Exercise prompt = Starting at the first line of the records below, transcribe each line exactly, ending with the line that contains "assert_eq!((a + b).to_array(), [5.0, 7.0, 9.0]);".

━━━ Material for the task

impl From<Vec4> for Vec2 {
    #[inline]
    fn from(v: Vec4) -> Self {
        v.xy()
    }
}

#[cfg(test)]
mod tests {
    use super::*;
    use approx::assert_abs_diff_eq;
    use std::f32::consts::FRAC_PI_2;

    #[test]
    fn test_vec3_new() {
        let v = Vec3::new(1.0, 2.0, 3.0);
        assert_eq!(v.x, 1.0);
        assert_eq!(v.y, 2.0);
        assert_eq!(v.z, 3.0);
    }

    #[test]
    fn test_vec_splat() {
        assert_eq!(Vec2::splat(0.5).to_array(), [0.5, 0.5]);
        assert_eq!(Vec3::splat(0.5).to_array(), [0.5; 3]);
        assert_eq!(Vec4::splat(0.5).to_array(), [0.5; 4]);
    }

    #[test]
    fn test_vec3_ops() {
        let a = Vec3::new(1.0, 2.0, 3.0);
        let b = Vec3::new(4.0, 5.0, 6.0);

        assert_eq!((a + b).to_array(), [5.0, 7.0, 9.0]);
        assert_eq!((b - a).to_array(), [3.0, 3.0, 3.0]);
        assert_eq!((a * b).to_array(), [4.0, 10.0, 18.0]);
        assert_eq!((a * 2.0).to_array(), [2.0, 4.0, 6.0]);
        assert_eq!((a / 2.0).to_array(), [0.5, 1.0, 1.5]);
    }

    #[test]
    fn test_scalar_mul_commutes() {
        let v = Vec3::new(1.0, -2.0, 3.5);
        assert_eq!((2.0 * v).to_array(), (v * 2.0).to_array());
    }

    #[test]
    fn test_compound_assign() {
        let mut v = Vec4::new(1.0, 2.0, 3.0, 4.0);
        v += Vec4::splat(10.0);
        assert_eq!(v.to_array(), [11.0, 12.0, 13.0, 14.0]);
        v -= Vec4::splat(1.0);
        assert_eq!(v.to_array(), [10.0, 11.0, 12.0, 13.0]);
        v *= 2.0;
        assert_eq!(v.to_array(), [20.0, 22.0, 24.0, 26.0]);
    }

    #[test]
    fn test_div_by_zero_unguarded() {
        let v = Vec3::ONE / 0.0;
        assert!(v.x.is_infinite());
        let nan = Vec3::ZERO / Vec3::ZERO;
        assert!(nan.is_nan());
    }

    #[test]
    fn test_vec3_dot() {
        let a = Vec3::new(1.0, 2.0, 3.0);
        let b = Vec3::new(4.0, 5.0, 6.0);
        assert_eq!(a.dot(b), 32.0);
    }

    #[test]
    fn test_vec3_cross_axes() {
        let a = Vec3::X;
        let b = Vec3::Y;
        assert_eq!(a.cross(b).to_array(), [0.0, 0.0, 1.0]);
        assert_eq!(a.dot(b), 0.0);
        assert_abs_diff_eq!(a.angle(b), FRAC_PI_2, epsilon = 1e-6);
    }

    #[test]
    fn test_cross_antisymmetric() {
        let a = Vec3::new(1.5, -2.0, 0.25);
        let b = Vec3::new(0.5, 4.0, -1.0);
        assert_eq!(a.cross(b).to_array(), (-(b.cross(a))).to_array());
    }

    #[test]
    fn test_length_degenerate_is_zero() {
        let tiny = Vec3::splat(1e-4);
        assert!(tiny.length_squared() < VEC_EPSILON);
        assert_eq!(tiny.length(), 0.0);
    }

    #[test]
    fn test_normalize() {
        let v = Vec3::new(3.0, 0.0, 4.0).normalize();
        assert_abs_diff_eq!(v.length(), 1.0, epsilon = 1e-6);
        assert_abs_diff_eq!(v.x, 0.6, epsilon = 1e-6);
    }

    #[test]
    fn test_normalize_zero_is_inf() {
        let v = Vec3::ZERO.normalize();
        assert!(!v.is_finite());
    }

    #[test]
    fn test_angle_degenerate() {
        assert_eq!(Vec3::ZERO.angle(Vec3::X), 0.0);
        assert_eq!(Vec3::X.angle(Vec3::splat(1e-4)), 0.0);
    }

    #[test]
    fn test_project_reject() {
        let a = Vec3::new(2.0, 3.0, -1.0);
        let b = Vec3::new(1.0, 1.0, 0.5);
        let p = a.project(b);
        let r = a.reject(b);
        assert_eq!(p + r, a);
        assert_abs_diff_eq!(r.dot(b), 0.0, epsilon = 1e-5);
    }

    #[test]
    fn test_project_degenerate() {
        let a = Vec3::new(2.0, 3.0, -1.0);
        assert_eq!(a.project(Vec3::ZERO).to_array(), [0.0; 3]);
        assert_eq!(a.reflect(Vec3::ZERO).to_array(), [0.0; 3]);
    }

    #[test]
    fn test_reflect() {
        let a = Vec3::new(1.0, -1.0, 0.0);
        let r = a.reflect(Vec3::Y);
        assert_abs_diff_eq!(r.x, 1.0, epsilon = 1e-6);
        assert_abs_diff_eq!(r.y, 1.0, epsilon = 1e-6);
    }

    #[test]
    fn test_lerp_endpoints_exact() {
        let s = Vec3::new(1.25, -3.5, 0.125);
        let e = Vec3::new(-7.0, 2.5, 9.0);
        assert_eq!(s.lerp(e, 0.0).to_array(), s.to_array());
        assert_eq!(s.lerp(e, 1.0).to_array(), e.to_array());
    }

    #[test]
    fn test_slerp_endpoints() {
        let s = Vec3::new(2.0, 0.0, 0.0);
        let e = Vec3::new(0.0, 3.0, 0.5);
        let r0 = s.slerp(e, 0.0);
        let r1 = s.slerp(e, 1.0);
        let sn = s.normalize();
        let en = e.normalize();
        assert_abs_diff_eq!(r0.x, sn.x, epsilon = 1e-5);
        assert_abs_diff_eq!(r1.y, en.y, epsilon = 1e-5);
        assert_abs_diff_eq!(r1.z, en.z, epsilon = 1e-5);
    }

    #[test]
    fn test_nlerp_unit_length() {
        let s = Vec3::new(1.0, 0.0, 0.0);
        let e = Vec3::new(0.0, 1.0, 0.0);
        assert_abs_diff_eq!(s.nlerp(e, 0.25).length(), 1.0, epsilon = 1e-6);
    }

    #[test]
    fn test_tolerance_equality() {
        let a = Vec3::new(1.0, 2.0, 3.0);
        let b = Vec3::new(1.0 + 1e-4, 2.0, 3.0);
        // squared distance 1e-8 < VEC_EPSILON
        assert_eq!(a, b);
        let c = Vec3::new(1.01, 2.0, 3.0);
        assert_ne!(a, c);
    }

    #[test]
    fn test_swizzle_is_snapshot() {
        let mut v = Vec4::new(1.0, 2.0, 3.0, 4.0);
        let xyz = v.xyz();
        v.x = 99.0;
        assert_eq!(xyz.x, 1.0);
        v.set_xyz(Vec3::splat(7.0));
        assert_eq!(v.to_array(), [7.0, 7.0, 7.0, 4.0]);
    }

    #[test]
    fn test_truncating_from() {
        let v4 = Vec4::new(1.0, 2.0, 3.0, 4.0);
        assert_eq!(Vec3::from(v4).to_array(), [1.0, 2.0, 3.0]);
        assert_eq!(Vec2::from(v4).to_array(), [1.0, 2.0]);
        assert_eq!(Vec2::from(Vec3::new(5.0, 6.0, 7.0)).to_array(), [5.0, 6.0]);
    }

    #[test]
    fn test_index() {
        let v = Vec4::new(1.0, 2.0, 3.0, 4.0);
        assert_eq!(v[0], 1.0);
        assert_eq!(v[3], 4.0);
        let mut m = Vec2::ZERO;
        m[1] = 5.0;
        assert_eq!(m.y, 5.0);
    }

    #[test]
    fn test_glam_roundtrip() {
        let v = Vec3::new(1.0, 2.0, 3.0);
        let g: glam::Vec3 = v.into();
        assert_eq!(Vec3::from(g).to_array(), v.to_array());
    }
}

━━━━━━

Result of the task =
impl From<Vec4> for Vec2 {
    #[inline]
    fn from(v: Vec4) -> Self {
        v.xy()
    }
}

#[cfg(test)]
mod tests {
    use super::*;
    use approx::assert_abs_diff_eq;
    use std::f32::consts::FRAC_PI_2;

    #[test]
    fn test_vec3_new() {
        let v = Vec3::new(1.0, 2.0, 3.0);
        assert_eq!(v.x, 1.0);
        assert_eq!(v.y, 2.0);
        assert_eq!(v.z, 3.0);
    }

    #[test]
    fn test_vec_splat() {
        assert_eq!(Vec2::splat(0.5).to_array(), [0.5, 0.5]);
        assert_eq!(Vec3::splat(0.5).to_array(), [0.5; 3]);
        assert_eq!(Vec4::splat(0.5).to_array(), [0.5; 4]);
    }

    #[test]
    fn test_vec3_ops() {
        let a = Vec3::new(1.0, 2.0, 3.0);
        let b = Vec3::new(4.0, 5.0, 6.0);

        assert_eq!((a + b).to_array(), [5.0, 7.0, 9.0]);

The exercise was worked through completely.